This was a splendid tactical triumph for the Prince, who secured the victory by the excellence of the position he had chosen, and the judicious use made of his archery. John’s new device for attacking an English army had failed, with far greater ignominy than had attended the rout of his predecessor’s feudal chivalry at Creçy. So greatly did the result of the day of Poictiers affect the French mind, that no further attempt was made to meet the invader in a pitched battle during the continuance of the war. Confounded at the blow which had been delivered against their old military system, the noblesse of France foreswore the open field, and sullenly shut themselves up in their castles, resolved to confine their operations to petty sieges and incursions. The English might march through the length and breadth of the land--as did the Earl of Lancaster in 1373--but they could no longer draw their opponents out to fight. Intrenched behind walls which the invader had no leisure to attack, the French allowed him to waste his strength in toilsome marches through a deserted country. Opposed as was this form of war to all the precepts of chivalry--which bid the good knight to accept every challenge--they were on the whole well suited to the exigencies of the time. The tactics of Charles V and Du Guesclin won back all that those of King John had lost. The English found that the war was no longer a means of displaying great feats of arms, but a monotonous and inglorious occupation, which involved a constant drain of blood and money, and no longer maintained itself from the resources of the enemy.

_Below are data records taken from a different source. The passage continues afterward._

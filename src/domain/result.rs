use crate::error::IntegrityError;
use serde::{Deserialize, Serialize};

/// How a provider classified the bank's callback.
#[derive(Debug, Clone, Copy, PartialEq, Eq, Serialize, Deserialize)]
#[serde(rename_all = "snake_case")]
pub enum Diagnostic {
    Approved,
    /// The bank authenticated the cardholder but refused the payment.
    Declined,
    /// 3-D authentication did not complete successfully.
    AuthenticationFailed,
    /// Required fields were missing or could not be read.
    MalformedCallback,
    /// Signature or hash missing or not matching. Audit relevant.
    IntegrityViolation,
}

#[derive(Debug, Clone, PartialEq, Eq, Serialize, Deserialize)]
pub struct PaymentResult {
    pub success: bool,
    pub diagnostic: Diagnostic,
    #[serde(default)]
    pub response_code: Option<String>,
    #[serde(default)]
    pub message: Option<String>,
    #[serde(default)]
    pub auth_code: Option<String>,
    #[serde(default)]
    pub transaction_reference: Option<String>,
    #[serde(default)]
    pub masked_card_number: Option<String>,
    #[serde(default)]
    pub order_number: Option<String>,
}

impl PaymentResult {
    pub fn approved() -> Self {
        Self::with(true, Diagnostic::Approved)
    }

    /// A failed result. `Diagnostic::Approved` is not accepted here.
    pub fn failed(diagnostic: Diagnostic, message: impl Into<String>) -> Self {
        let diagnostic = match diagnostic {
            Diagnostic::Approved => Diagnostic::Declined,
            other => other,
        };
        let mut result = Self::with(false, diagnostic);
        result.message = Some(message.into());
        result
    }

    pub fn integrity_failure(error: &IntegrityError) -> Self {
        Self::failed(Diagnostic::IntegrityViolation, error.reason.clone())
    }

    fn with(success: bool, diagnostic: Diagnostic) -> Self {
        Self {
            success,
            diagnostic,
            response_code: None,
            message: None,
            auth_code: None,
            transaction_reference: None,
            masked_card_number: None,
            order_number: None,
        }
    }

    pub fn is_integrity_failure(&self) -> bool {
        self.diagnostic == Diagnostic::IntegrityViolation
    }
}

#[cfg(test)]
mod tests {
    use super::*;

    #[test]
    fn test_failed_never_carries_approved() {
        let result = PaymentResult::failed(Diagnostic::Approved, "odd");
        assert!(!result.success);
        assert_eq!(result.diagnostic, Diagnostic::Declined);
    }

    #[test]
    fn test_integrity_failure_is_flagged() {
        let result = PaymentResult::integrity_failure(&IntegrityError::new("hash missing"));
        assert!(!result.success);
        assert!(result.is_integrity_failure());
        assert_eq!(result.message.as_deref(), Some("hash missing"));
    }

    #[test]
    fn test_diagnostic_serialization() {
        let json = serde_json::to_string(&Diagnostic::IntegrityViolation).unwrap();
        assert_eq!(json, "\"integrity_violation\"");
    }
}
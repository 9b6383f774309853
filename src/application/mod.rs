//! Application layer: the payment orchestrator and the provider registry it
//! resolves banks through.

pub mod factory;
pub mod orchestrator;
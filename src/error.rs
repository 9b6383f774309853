use crate::domain::attempt::ValidationErrors;
use thiserror::Error;

/// Raised by a provider when a callback payload fails its authenticity check.
///
/// Kept apart from [`PaymentError`] so that `interpret_callback` can only ever
/// fail this one way.
#[derive(Error, Debug, Clone, PartialEq, Eq)]
#[error("callback integrity check failed: {reason}")]
pub struct IntegrityError {
    pub reason: String,
}

impl IntegrityError {
    pub fn new(reason: impl Into<String>) -> Self {
        Self {
            reason: reason.into(),
        }
    }
}

#[derive(Error, Debug)]
pub enum PaymentError {
    #[error("Validation error: {0}")]
    Validation(ValidationErrors),
    #[error("Unknown bank: {0}")]
    UnknownBank(String),
    #[error("Provider configuration error: {0}")]
    ProviderConfiguration(String),
    #[error(transparent)]
    Integrity(#[from] IntegrityError),
    #[error("Configuration error: {0}")]
    Config(String),
    #[error("Session storage error: {0}")]
    Storage(String),
    #[error("IO error: {0}")]
    Io(#[from] std::io::Error),
    #[error("JSON error: {0}")]
    Json(#[from] serde_json::Error),
    #[cfg(feature = "storage-rocksdb")]
    #[error("RocksDB error: {0}")]
    RocksDb(#[from] rocksdb::Error),
}

impl PaymentError {
    /// Shorthand for a single structural problem on one field.
    pub fn invalid(field: crate::domain::attempt::Field, message: impl Into<String>) -> Self {
        PaymentError::Validation(ValidationErrors::single(field, message))
    }
}

pub type Result<T> = std::result::Result<T, PaymentError>;
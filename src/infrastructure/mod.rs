//! Adapters behind the domain ports: session stores and bank providers.

pub mod in_memory;
pub mod providers;
#[cfg(feature = "storage-rocksdb")]
pub mod rocksdb;
pub mod application;
pub mod config;
pub mod domain;
pub mod error;
pub mod infrastructure;
pub mod interfaces;
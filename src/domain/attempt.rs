use super::bank::Bank;
use secrecy::{ExposeSecret, SecretString};
use serde::{Deserialize, Deserializer, Serialize, Serializer};
use std::fmt;

pub const MAX_INSTALLMENT: u8 = 12;

/// Form field a validation message is attached to.
#[derive(Debug, Clone, Copy, PartialEq, Eq, Serialize, Deserialize)]
#[serde(rename_all = "snake_case")]
pub enum Field {
    CardHolderName,
    CardNumber,
    ExpireMonth,
    ExpireYear,
    Cvv,
    Installment,
    Bank,
    /// Not tied to a single input, e.g. a malformed redirect target.
    Form,
}

#[derive(Debug, Clone, PartialEq, Eq, Serialize, Deserialize)]
pub struct FieldError {
    pub field: Field,
    pub message: String,
}

/// Field-level problems found in submitted card data.
#[derive(Debug, Clone, Default, PartialEq, Eq, Serialize, Deserialize)]
pub struct ValidationErrors {
    pub errors: Vec<FieldError>,
}

impl ValidationErrors {
    pub fn single(field: Field, message: impl Into<String>) -> Self {
        let mut errors = Self::default();
        errors.add(field, message);
        errors
    }

    pub fn add(&mut self, field: Field, message: impl Into<String>) {
        self.errors.push(FieldError {
            field,
            message: message.into(),
        });
    }

    pub fn is_empty(&self) -> bool {
        self.errors.is_empty()
    }

    pub fn has(&self, field: Field) -> bool {
        self.errors.iter().any(|e| e.field == field)
    }
}

impl fmt::Display for ValidationErrors {
    fn fmt(&self, f: &mut fmt::Formatter<'_>) -> fmt::Result {
        let messages: Vec<&str> = self.errors.iter().map(|e| e.message.as_str()).collect();
        f.write_str(&messages.join("; "))
    }
}

/// Raw card data as submitted by the cardholder. Every field is text so that
/// nothing is lost before validation can report on it.
#[derive(Debug, Clone, Default, PartialEq, Eq, Deserialize)]
pub struct PaymentForm {
    pub card_holder_name: String,
    pub card_number: String,
    pub expire_month: String,
    pub expire_year: String,
    pub cvv: String,
    #[serde(default)]
    pub installment: String,
    pub bank: String,
}

/// Card data accepted by the collect step, held in the session until the bank
/// calls back. The card number and CVV stay wrapped until a provider copies
/// them into the bank's form.
#[derive(Debug, Clone, Serialize, Deserialize)]
pub struct PaymentAttempt {
    pub card_holder_name: String,
    #[serde(serialize_with = "expose", deserialize_with = "conceal")]
    pub card_number: SecretString,
    pub expire_month: u8,
    pub expire_year: u16,
    #[serde(serialize_with = "expose", deserialize_with = "conceal")]
    pub cvv: SecretString,
    #[serde(default = "default_installment")]
    pub installment: u8,
    pub bank: Bank,
}

fn default_installment() -> u8 {
    1
}

// The session envelope is the only place the plain values are written.
fn expose<S: Serializer>(secret: &SecretString, serializer: S) -> Result<S::Ok, S::Error> {
    serializer.serialize_str(secret.expose_secret())
}

fn conceal<'de, D: Deserializer<'de>>(deserializer: D) -> Result<SecretString, D::Error> {
    String::deserialize(deserializer).map(SecretString::from)
}

impl PaymentAttempt {
    /// PAN with everything except the first six and last four digits hidden.
    pub fn masked_card_number(&self) -> String {
        mask_pan(self.card_number.expose_secret())
    }
}

pub fn mask_pan(pan: &str) -> String {
    let len = pan.chars().count();
    if len <= 10 {
        return "*".repeat(len);
    }
    pan.chars()
        .enumerate()
        .map(|(i, c)| if i < 6 || i >= len - 4 { c } else { '*' })
        .collect()
}

impl PaymentForm {
    /// Structural validation of the submitted form.
    ///
    /// Collects every problem instead of stopping at the first one so the
    /// caller can render them all against the original input.
    pub fn validate(&self) -> Result<PaymentAttempt, ValidationErrors> {
        let mut errors = ValidationErrors::default();

        let card_holder_name = self.card_holder_name.trim().to_string();
        if card_holder_name.is_empty() {
            errors.add(Field::CardHolderName, "Card holder name is required");
        }

        let card_number: String = self
            .card_number
            .chars()
            .filter(|c| !c.is_whitespace() && *c != '-')
            .collect();
        if card_number.is_empty() {
            errors.add(Field::CardNumber, "Card number is required");
        } else if !card_number.chars().all(|c| c.is_ascii_digit())
            || !(12..=19).contains(&card_number.len())
        {
            errors.add(Field::CardNumber, "Card number must be 12 to 19 digits");
        } else if !luhn::valid(&card_number) {
            errors.add(Field::CardNumber, "Card number is not valid");
        }

        let expire_month = match parse_digits::<u8>(&self.expire_month) {
            Some(m) if (1..=12).contains(&m) => Some(m),
            Some(_) => {
                errors.add(Field::ExpireMonth, "Expiry month must be between 1 and 12");
                None
            }
            None => {
                errors.add(Field::ExpireMonth, "Expiry month is required");
                None
            }
        };

        let year_text = self.expire_year.trim();
        let expire_year = match parse_digits::<u16>(year_text) {
            Some(y) if year_text.len() == 2 => Some(2000 + y),
            Some(y) if year_text.len() == 4 && (2000..=2099).contains(&y) => Some(y),
            Some(_) => {
                errors.add(
                    Field::ExpireYear,
                    "Expiry year must be two digits or between 2000 and 2099",
                );
                None
            }
            None => {
                errors.add(Field::ExpireYear, "Expiry year is required");
                None
            }
        };

        let cvv = self.cvv.trim().to_string();
        if !(3..=4).contains(&cvv.len()) || !cvv.chars().all(|c| c.is_ascii_digit()) {
            errors.add(Field::Cvv, "CVV must be 3 or 4 digits");
        }

        let installment = if self.installment.trim().is_empty() {
            Some(1)
        } else {
            match parse_digits::<u8>(&self.installment) {
                Some(n) if (1..=MAX_INSTALLMENT).contains(&n) => Some(n),
                _ => {
                    errors.add(
                        Field::Installment,
                        format!("Installment must be between 1 and {}", MAX_INSTALLMENT),
                    );
                    None
                }
            }
        };

        let bank = if self.bank.trim().is_empty() {
            errors.add(Field::Bank, "Please select a bank");
            None
        } else {
            match self.bank.parse::<Bank>() {
                Ok(bank) => Some(bank),
                Err(_) => {
                    errors.add(Field::Bank, "Selected bank is not supported");
                    None
                }
            }
        };

        match (expire_month, expire_year, installment, bank) {
            (Some(expire_month), Some(expire_year), Some(installment), Some(bank))
                if errors.is_empty() =>
            {
                Ok(PaymentAttempt {
                    card_holder_name,
                    card_number: SecretString::from(card_number),
                    expire_month,
                    expire_year,
                    cvv: SecretString::from(cvv),
                    installment,
                    bank,
                })
            }
            _ => Err(errors),
        }
    }
}

fn parse_digits<T: std::str::FromStr>(value: &str) -> Option<T> {
    let value = value.trim();
    if value.is_empty() || !value.chars().all(|c| c.is_ascii_digit()) {
        return None;
    }
    value.parse().ok()
}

Common sense, and not aphorisms drawn from the customs of the tournament, guided the campaigns of Du Guesclin. He took the field, not in the spirit of adventure, but in the spirit of business. His end being to edge and worry the English out of France, he did not care whether that consummation was accomplished by showy exploits or by unobtrusive hard work. He would fight if necessary, but was just as ready to reach his goal by craft as by hard blows. Night surprises, ambuscades, and stratagems of every description were his choice, in preference to open attacks. Provided with a continual supply of men by his ‘free companies,’ he was never obliged to hazard an engagement for fear that his forces might melt away without having done any service. This relieved him from that necessity to hurry operations, which had been fatal to so many generals commanding the temporary hosts of feudalism. The English were better fitted for winning great battles than for carrying on a series of harassing campaigns. Tactics, not strategy, was their forte, and a succession of petty sieges and inglorious retreats put an end to their ill-judged attempt to hold by force a foreign dominion beyond the Channel.
Du Guesclin, however, had only cleared the way for the re-appearance of the French noblesse on the field. Shut up in their castles while the free companies were re-conquering the country, they had apparently ‘forgotten nothing and remembered nothing[108].’ With the fear of the English no longer before their eyes, they at once reverted to their old chivalrous superstitions. The last years of the century were similar to the first: if Cassel reproduced itself at Rosbecque, a nemesis awaited the revived tactics of feudalism, and Nicopolis was a more disastrous edition of Courtray. Thirty years of anarchy, during the reign of an imbecile king, fostered the reactionary and unscientific tendency of the wars of the time, and made France a fit prey to a new series of English invasions.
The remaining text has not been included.